- **Exercise directions**
Each line below should be written out again without any change.

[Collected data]
--*--

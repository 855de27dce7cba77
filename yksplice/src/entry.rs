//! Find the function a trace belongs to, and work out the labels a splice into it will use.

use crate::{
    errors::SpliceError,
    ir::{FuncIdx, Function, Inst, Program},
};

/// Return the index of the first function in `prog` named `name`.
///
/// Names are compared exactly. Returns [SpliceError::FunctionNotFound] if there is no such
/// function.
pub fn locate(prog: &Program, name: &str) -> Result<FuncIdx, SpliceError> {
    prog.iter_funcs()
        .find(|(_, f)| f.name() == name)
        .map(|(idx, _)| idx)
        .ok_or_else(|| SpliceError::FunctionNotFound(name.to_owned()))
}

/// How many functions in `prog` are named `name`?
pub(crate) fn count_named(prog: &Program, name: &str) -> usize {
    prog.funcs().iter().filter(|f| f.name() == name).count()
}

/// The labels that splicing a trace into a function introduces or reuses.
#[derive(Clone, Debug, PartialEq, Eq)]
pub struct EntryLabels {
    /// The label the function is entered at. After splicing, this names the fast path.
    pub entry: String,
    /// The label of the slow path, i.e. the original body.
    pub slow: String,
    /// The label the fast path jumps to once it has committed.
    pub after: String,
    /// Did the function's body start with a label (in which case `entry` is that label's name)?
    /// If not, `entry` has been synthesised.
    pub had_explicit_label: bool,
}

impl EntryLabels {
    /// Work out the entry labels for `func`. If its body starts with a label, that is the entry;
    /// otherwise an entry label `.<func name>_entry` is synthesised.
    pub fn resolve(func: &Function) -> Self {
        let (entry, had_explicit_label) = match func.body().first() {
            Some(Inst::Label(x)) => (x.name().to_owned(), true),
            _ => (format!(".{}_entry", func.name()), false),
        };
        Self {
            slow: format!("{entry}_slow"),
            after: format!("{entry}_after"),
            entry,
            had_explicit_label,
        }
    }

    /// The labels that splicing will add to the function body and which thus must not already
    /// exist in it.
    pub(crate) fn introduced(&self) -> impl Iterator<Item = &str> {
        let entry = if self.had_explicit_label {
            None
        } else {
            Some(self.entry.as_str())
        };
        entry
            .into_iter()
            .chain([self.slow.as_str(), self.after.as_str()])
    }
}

--*--

- **Written response**
repository 855de27dce7cba77
filename yksplice/src/entry.rs
//! Find the function a trace belongs to, and work out the labels a splice into it will use.

use crate::{
    errors::SpliceError,
    ir::{FuncIdx, Function, Inst, Program},
};

/// Return the index of the first function in `prog` named `name`.
///
/// Names are compared exactly. Returns [SpliceError::FunctionNotFound] if there is no such
/// function.
pub fn locate(prog: &Program, name: &str) -> Result<FuncIdx, SpliceError> {
    prog.iter_funcs()
        .find(|(_, f)| f.name() == name)
        .map(|(idx, _)| idx)
        .ok_or_else(|| SpliceError::FunctionNotFound(name.to_owned()))
}

/// How many functions in `prog` are named `name`?
pub(crate) fn count_named(prog: &Program, name: &str) -> usize {
    prog.funcs().iter().filter(|f| f.name() == name).count()
}

/// The labels that splicing a trace into a function introduces or reuses.
#[derive(Clone, Debug, PartialEq, Eq)]
pub struct EntryLabels {
    /// The label the function is entered at. After splicing, this names the fast path.
    pub entry: String,
    /// The label of the slow path, i.e. the original body.
    pub slow: String,
    /// The label the fast path jumps to once it has committed.
    pub after: String,
    /// Did the function's body start with a label (in which case `entry` is that label's name)?
    /// If not, `entry` has been synthesised.
    pub had_explicit_label: bool,
}

impl EntryLabels {
    /// Work out the entry labels for `func`. If its body starts with a label, that is the entry;
    /// otherwise an entry label `.<func name>_entry` is synthesised.
    pub fn resolve(func: &Function) -> Self {
        let (entry, had_explicit_label) = match func.body().first() {
            Some(Inst::Label(x)) => (x.name().to_owned(), true),
            _ => (format!(".{}_entry", func.name()), false),
        };
        Self {
            slow: format!("{entry}_slow"),
            after: format!("{entry}_after"),
            entry,
            had_explicit_label,
        }
    }

    /// The labels that splicing will add to the function body and which thus must not already
    /// exist in it.
    pub(crate) fn introduced(&self) -> impl Iterator<Item = &str> {
        let entry = if self.had_explicit_label {
            None
        } else {
            Some(self.entry.as_str())
        };
        entry
            .into_iter()
            .chain([self.slow.as_str(), self.after.as_str()])
    }
}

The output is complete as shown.